ThinkAdvisor; August 31, 2017

The Securities and Exchange Commission has assembled the team of officials who will be instrumental in coordinating a fiduciary rulemaking with the Department of Labor. 

The agency announced Thursday that Dalia Blass will serve as director of the agency’s Division of Investment Management, replacing David Grim, and that John Cook is the new lead advisor to SEC Chairman Jay Clayton on matters involving IM, the Division of Economic and Risk Analysis (DERA), and on enforcement matters.

Jeffrey Harris, former chief economist at the Commodity Futures Trading Commission, was also named director of DERA, replacing Mark Flannery.

Blass previously served in leadership roles in the IM division, most recently as assistant chief counsel.
(http://www.thinkadvisor.com)

DOL Suspends Enforcement of Class-Action Provision 

Barron’s; Aug. 31, 2017 4:35 p.m. ET

The DOL is suspending enforcement of an aspect of the fiduciary rule that would allow for class-action lawsuits against advisors and financial service companies, ThinkAdvisor reports.

The agency announced the action Wednesday in a Field Assistance Bulletin, the publication notes.

The move came as the DOL started a 15-day comment period on its proposed delay of implementation of key provisions in the fiduciary rule from Jan. 1, 2018 to July 1, 2019, ThinkAdvisor also noted.

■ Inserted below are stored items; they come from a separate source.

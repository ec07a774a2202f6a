// SPDX-License-Identifier: BUSL-1.1
// Copyright (c) 2026 Alfred Jean LLC

#![cfg_attr(test, allow(clippy::panic))]
#![cfg_attr(test, allow(clippy::unwrap_used))]
#![cfg_attr(test, allow(clippy::expect_used))]

//! mvm-adapters: the VM process supervisor.
//!
//! Turns a task directory into a running VM: invokes the external image
//! builder, allocates a pseudoterminal pair, streams the serial console to
//! `serial.log`, and detects exit. Does not interpret guest state.

pub mod builder;
pub mod slot_env;
pub mod supervisor;

pub use builder::{BuildArgs, BuildError, ExternalVmBuilder, VmBuilder};
pub use slot_env::{ensure_slot_environment, SlotEnv, SlotEnvError, NIX_STORE_IMAGE_SIZE_BYTES};
pub use supervisor::{ExitCallback, PtyVmSupervisor, SpawnedVm, SupervisorError, VmSupervisor};

#[cfg(any(test, feature = "test-support"))]
pub use supervisor::fake::FakeVmProcess;

#[cfg(any(test, feature = "test-support"))]
pub use builder::fake::{FailingVmBuilder, FakeVmBuilder};
// SPDX-License-Identifier: BUSL-1.1
// Copyright (c) 2026 Alfred Jean LLC

use anyhow::Result;
use std::path::Path;

pub fn run(path: &Path, alias: Option<&str>) -> Result<()> {
    let registry = super::registry()?;
    let chosen = registry.allow(path, alias)?;
    let canonical = registry.resolve(&chosen)?;
    println!("registered '{chosen}' -> {}", canonical.display());
    Ok(())
}
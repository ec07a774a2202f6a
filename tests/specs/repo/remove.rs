//! `mvm remove` specs.

use crate::prelude::*;

#[test]
fn remove_drops_a_registered_alias() {
    let project = Project::empty();
    project.git_init_repo();
    let path = project.repo_path().to_string_lossy().into_owned();
    project.mvm().args(&["allow", &path, "--alias", "demo"]).passes();

    project.mvm().args(&["remove", "demo"]).passes();

    let stdout = project.mvm().args(&["list"]).passes().stdout();
    assert!(!stdout.contains("demo"), "expected 'demo' to be gone, got: {stdout}");
}

#[test]
fn remove_is_idempotent() {
    let project = Project::empty();
    project.git_init_repo();
    let path = project.repo_path().to_string_lossy().into_owned();
    project.mvm().args(&["allow", &path, "--alias", "demo"]).passes();

    project.mvm().args(&["remove", "demo"]).passes();
    // Second removal of the same (now-absent) alias is still a success.
    project.mvm().args(&["remove", "demo"]).passes();
}
// SPDX-License-Identifier: BUSL-1.1
// Copyright (c) 2026 Alfred Jean LLC

//! Well-known paths under host-wide and per-task state directories.

use std::path::{Path, PathBuf};

/// Host-wide state root: `<user-home>/.microvm-orchestrator/`.
#[derive(Debug, Clone)]
pub struct HostPaths {
    root: PathBuf,
}

impl HostPaths {
    pub fn new(root: PathBuf) -> Self {
        Self { root }
    }

    pub fn root(&self) -> &Path {
        &self.root
    }

    pub fn allowed_repos_json(&self) -> PathBuf {
        self.root.join("allowed-repos.json")
    }

    pub fn slot_assignments_json(&self) -> PathBuf {
        self.root.join("slot-assignments.json")
    }

    pub fn slot_dir(&self, slot: u32) -> PathBuf {
        self.root.join("slots").join(slot.to_string())
    }
}

/// Per-task directory layout: `<repo_path>/.microvm/tasks/<task_id>/`.
#[derive(Debug, Clone)]
pub struct TaskPaths {
    dir: PathBuf,
}

impl TaskPaths {
    pub fn new(dir: PathBuf) -> Self {
        Self { dir }
    }

    pub fn dir(&self) -> &Path {
        &self.dir
    }

    pub fn task_json(&self) -> PathBuf {
        self.dir.join("task.json")
    }

    pub fn task_md(&self) -> PathBuf {
        self.dir.join("task.md")
    }

    pub fn start_ref(&self) -> PathBuf {
        self.dir.join("start-ref")
    }

    pub fn task_id_file(&self) -> PathBuf {
        self.dir.join("task-id")
    }

    pub fn repo_clone(&self) -> PathBuf {
        self.dir.join("repo")
    }

    pub fn serial_log(&self) -> PathBuf {
        self.dir.join("serial.log")
    }

    pub fn result_json(&self) -> PathBuf {
        self.dir.join("result.json")
    }

    pub fn merge_result_json(&self) -> PathBuf {
        self.dir.join("merge-result.json")
    }

    pub fn claude_stream_jsonl(&self) -> PathBuf {
        self.dir.join("claude-stream.jsonl")
    }

    pub fn api_key(&self) -> PathBuf {
        self.dir.join(".api-key")
    }
}

/// The tasks directory for a given repo: `<repo_path>/.microvm/tasks/`.
pub fn tasks_dir(repo_path: &Path) -> PathBuf {
    repo_path.join(".microvm/tasks")
}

The new enforcement suspension applies to advisors who want to use the rule’s Best Interest Contract Exemption and the Principal Transactions Exemption.
(http://www.barrons.com)

Fiduciary education is key for plan-sponsor investment committees

InvestmentNews; Sep 2, 2017 @ 6:00 am

The word "fiduciary" is no longer quaint financial jargon for most plan sponsors. Due to regulatory changes over the past several years and attention surrounding the new Labor Department conflict-of-interest rule for plan advisers, the term and its requirements are now very much on the minds of most plan-sponsor investment committee members.

But as advisers and others serving plans will attest, greater awareness doesn't necessarily mean that committee members understand their legal responsibilities or precisely what they should be doing as a plan fiduciary.

"For the most part, committee members don't know what they don't know," said Joshua Itzoe, a partner who heads the institutional client group at Greenspring Wealth, a Towson, Md.-based registered investment adviser managing $2.3 billion in retail and institutional assets. The firm serves more than 50 retirement plans.